Pacific Brands has split and sold Brands Collective recognising a A$30m loss on the sale.

Suze Metherell
Tue, 18 Nov 2014

Pacific Brands [NZX: PBG], the Australian apparel and linen brands business, has split and sold Brands Collective, its unprofitable footwear and sporting apparel brands, recognising a A$30 million loss on the sale. 

The gross proceeds of the sale will be about A$39 million, compared to the carrying value of net assets which is about A$66 million, the Melbourne-based company said in a statement. It expects to recognise the $30 million loss in the June 30, 2015 financial year. The sale comes after Pacific Brands, which also owns the Sheridan and Bonds underwear brands, yesterday confirmed it was in talks to sell the lackluster brands. 

The footwear and apparel operations, which include the Grosby, Julius Marlow and Volley brands, as well as its licensed Clarks, Hush Puppies, Mossimo and Superdry brands, has been acquired by Australian private equity firm Anchorage Capital Partners. IBML, a division of the UK-based Sports Direct International, has bought Dunlop and Slazenger, sports brands it already it owns outside of Australia and New Zealand, and will also take back the Everlast equipment license. 

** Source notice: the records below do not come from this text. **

//! Pipeline wiring: byte feed → decode → optional resample → output stream.

use std::sync::atomic::{AtomicBool, Ordering};
use std::sync::{Arc, Mutex, PoisonError};
use std::thread;
use std::time::Duration;

use anyhow::{Context, Result};
use cpal::traits::StreamTrait;
use symphonia::core::io::MediaSource;
use symphonia::core::probe::Hint;

use crate::config::PlaybackConfig;
use crate::playback::OutputControl;
use crate::status::OutputStatusState;
use crate::{decode, device, playback, resample};

/// Everything one pipeline run needs besides its input.
pub struct PipelineParams {
    pub device: cpal::Device,
    pub playback: PlaybackConfig,
    pub control: OutputControl,
    /// Set by the owner to abandon playback; queued audio is discarded.
    pub cancel: Arc<AtomicBool>,
    pub status: Option<Arc<Mutex<OutputStatusState>>>,
}

/// Decode `source` and play it on `params.device`, blocking until the decoded audio has
/// been played out or `params.cancel` is set.
pub fn run_pipeline(source: Box<dyn MediaSource>, hint: Hint, params: PipelineParams) -> Result<()> {
    let PipelineParams {
        device,
        playback: cfg,
        control,
        cancel,
        status,
    } = params;

    let decoded = decode::start_streaming_decode(source, hint, cfg.buffer_seconds, cancel.clone())?;
    let src_spec = decoded.spec;
    let srcq = decoded.queue.clone();

    let config = device::pick_output_config(&device, Some(src_spec.rate))?;
    let mut stream_config: cpal::StreamConfig = config.config();
    if let Some(buffer_size) = device::pick_buffer_size(&config) {
        stream_config.buffer_size = buffer_size;
    }
    let dst_rate = stream_config.sample_rate;

    let dstq = if src_spec.rate == dst_rate {
        tracing::debug!(rate_hz = dst_rate, "resample skipped");
        srcq.clone()
    } else {
        tracing::info!(from_hz = src_spec.rate, to_hz = dst_rate, "resampling");
        resample::start_resampler(
            srcq.clone(),
            src_spec,
            dst_rate,
            resample::ResampleConfig {
                chunk_frames: cfg.chunk_frames,
                buffer_seconds: cfg.buffer_seconds,
            },
        )?
    };

    if let Some(status) = &status {
        let mut s = status.lock().unwrap_or_else(PoisonError::into_inner);
        s.device = Some(device::device_name(&device));
        s.sample_rate = Some(dst_rate);
        s.channels = Some(stream_config.channels);
        s.source_codec = decoded.info.codec.clone();
        s.resampling = Some(src_spec.rate != dst_rate);
        s.control = Some(control.clone());
    }
    tracing::info!(
        device = %device::device_name(&device),
        rate_hz = dst_rate,
        channels = stream_config.channels,
        codec = decoded.info.codec.as_deref().unwrap_or("unknown"),
        "output stream opened"
    );

    let result = play_until_drained(
        &device,
        &config,
        &stream_config,
        &dstq,
        cfg.refill_max_frames,
        control,
        &cancel,
    );

    srcq.abort();
    dstq.abort();
    if let Some(status) = &status {
        status
            .lock()
            .unwrap_or_else(PoisonError::into_inner)
            .clear();
    }
    result
}

fn play_until_drained(
    device: &cpal::Device,
    config: &cpal::SupportedStreamConfig,
    stream_config: &cpal::StreamConfig,
    dstq: &Arc<crate::queue::SharedAudio>,
    refill_max_frames: usize,
    control: OutputControl,
    cancel: &AtomicBool,
) -> Result<()> {
    let stream = playback::build_output_stream(
        device,
        stream_config,
        config.sample_format(),
        dstq,
        refill_max_frames,
        control,
    )
    .with_context(|| format!("build output stream on {}", device::device_name(device)))?;
    stream.play().context("start output stream")?;

    if dstq.wait_drained(cancel, None) {
        // Let the device play out its own buffer before the stream is dropped.
        thread::sleep(Duration::from_millis(100));
    } else if cancel.load(Ordering::Relaxed) {
        tracing::debug!("pipeline cancelled");
    }
    drop(stream);
    Ok(())
}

Meanwhile, Everlast Equipment has been bought by Designworks, a division of The PAS Group, which will also license the Dunlop, Slazenger and Everlast brands from IBML.

The Brands Collective division reported a loss of A$900,000 on an earnings before interest and tax basis as sales fell 7.9 percent to A$204 million in the year ended June 30.

"The sale of the Brand Collective business is consistent with our strategy to simplify and focus Pacific Brands on maximising the potential of our market leading brands such as Bonds and Sheridan," chief executive David Bortolussi said. "While this has been a complicated divestment to execute, the transactions are all unconditional and should be completed within two weeks with minimal disruption to customers and our core business." From a pricing perspective, the divestment represents good value to our shareholders for an unprofitable division." 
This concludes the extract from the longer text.